I once intervened when I witnessed a man being stomped by four gangsters. I just ran up and said “Hey, don’t kill that guy!” I threw my hands up in front of me in a conciliating gesture (which also protected my face from potential strikes) and got between them and their victim. I had just witnessed a drunk driver total their parked Cadillac. The four of them, standing outside a bar, had witnessed the the hit-and-run accident and had chased the car down, pulled the driver out and unleashed a savage beat down in retaliation. I reasoned with them.
“Hey, this guy is clearly in the wrong, but you don’t want to be responsible for a homicide!”, I said. It gave them pause. One of the men was well over 6 feet tall, and probably over 200 lbs. He had gold rings on every finger, forming something like brass knuckles. He stopped, and then the other men followed his lead. They then decided they were making a “citizen’s arrest” and merely held the guy. Once the situation was defused I moved on.
That’s not the type of thing you plan: You just react. I really believe that this type of neurology evolved on the Steppes.

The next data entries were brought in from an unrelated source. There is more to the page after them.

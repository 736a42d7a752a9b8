//! WinLine — one paying pattern on the settled board.

use serde::{Deserialize, Serialize};

use crate::error::ParseError;

/// A winning line from a round result. Immutable once parsed.
///
/// Wire format: `"num~win~i,j,k"` — line number, payout for this line, and
/// the flat board cell indices (0-based) the line covers.
#[derive(Debug, Clone, PartialEq, Eq, Serialize, Deserialize)]
pub struct WinLine {
    /// Line number as reported by the outcome service.
    pub num: u32,
    /// Payout for this line.
    pub win: u64,
    /// Flat board cell indices covered by the line.
    pub board_symbol_indexes: Vec<usize>,
}

impl WinLine {
    /// Parse the `num~win~indexes` wire form.
    pub fn parse(raw: &str) -> Result<Self, ParseError> {
        let mut parts = raw.splitn(3, '~');
        let (num, win, indexes) = match (parts.next(), parts.next(), parts.next()) {
            (Some(num), Some(win), Some(indexes)) => (num, win, indexes),
            _ => return Err(ParseError::MalformedWinLine(raw.to_string())),
        };

        let num = num
            .parse::<u32>()
            .map_err(|_| ParseError::InvalidWinLineNumber(num.to_string()))?;
        let win = win
            .parse::<u64>()
            .map_err(|_| ParseError::InvalidWinLineNumber(win.to_string()))?;
        let board_symbol_indexes = indexes
            .split(',')
            .map(|idx| {
                idx.parse::<usize>()
                    .map_err(|_| ParseError::InvalidWinLineNumber(idx.to_string()))
            })
            .collect::<Result<Vec<_>, _>>()?;

        Ok(Self {
            num,
            win,
            board_symbol_indexes,
        })
    }
}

Maybe you’re a shepherd herding your sheep, and suddenly things change: a wolf appears, or maybe a group of bandits. You have to react without a moment’s notice. Or maybe you are the Bandit: burst of sudden violent activity, interspersed with long stretches of slack time. Agriculture, and by extension, industrial occupations, involve an entirely different skill set.
Pastoralists often have the same distinct qualities of personality regardless of the region of the world in which they live. Specifically, men in a local group tend to be cooperative with each other and aggressive towards outsiders. They usually can make important economic decisions quickly and act on them independently. They have a profound emotional attachment to their animals. A pastoralist leader needs to be a man who can direct the movements of his herds and decide on an optimum strategy for using scarce resources without having to first consult others. He needs to make decisions easily and to act on them without hesitation. He needs to be able to take the initiative and to be a leader in aggressively defending his herd by expanding territory at the expense of others. He must always be realistic in his appraisal of the world. To do these things, he needs to have an attitude of self-containment, personal control, and bravery. These typical pastoralist personality traits are related to subsistence success. As a consequence, boys are encouraged to emulate them as they grow up. link:
In modern life what does this translate into? It sounds a lot like owning your own business and being your own boss. If this is who you are, then this is what you need to do.
In closing, let me reflect once again on these sleek selectively-bred sled dogs. They are extremely well adapted to an activity that is basically absurd: competing against other teams and running around in circles. That is the sine qua non of their existence. In modern sledding, the healthy biological traits necessary for arctic survival are culled: thick warm coats, heavy frames designed for pulling, and aggressive instincts related to dominance and territoriality. This culling continues until a docile, short-coated hound is produced.
Like the modern world of competitive dog sledding, modern life is an anomaly: It requires conformity to a way of life that quickly becomes absurd for those of us who are neurological throwbacks. Adaptive traits that were once of great survival value must be culled through behavior modification and medication, and for what purpose? To be ground down enough by Chief’s combine until you sit quietly at a desk and hope that you earn enough money to buy plastic trinkets to quickly discard and place in land fills?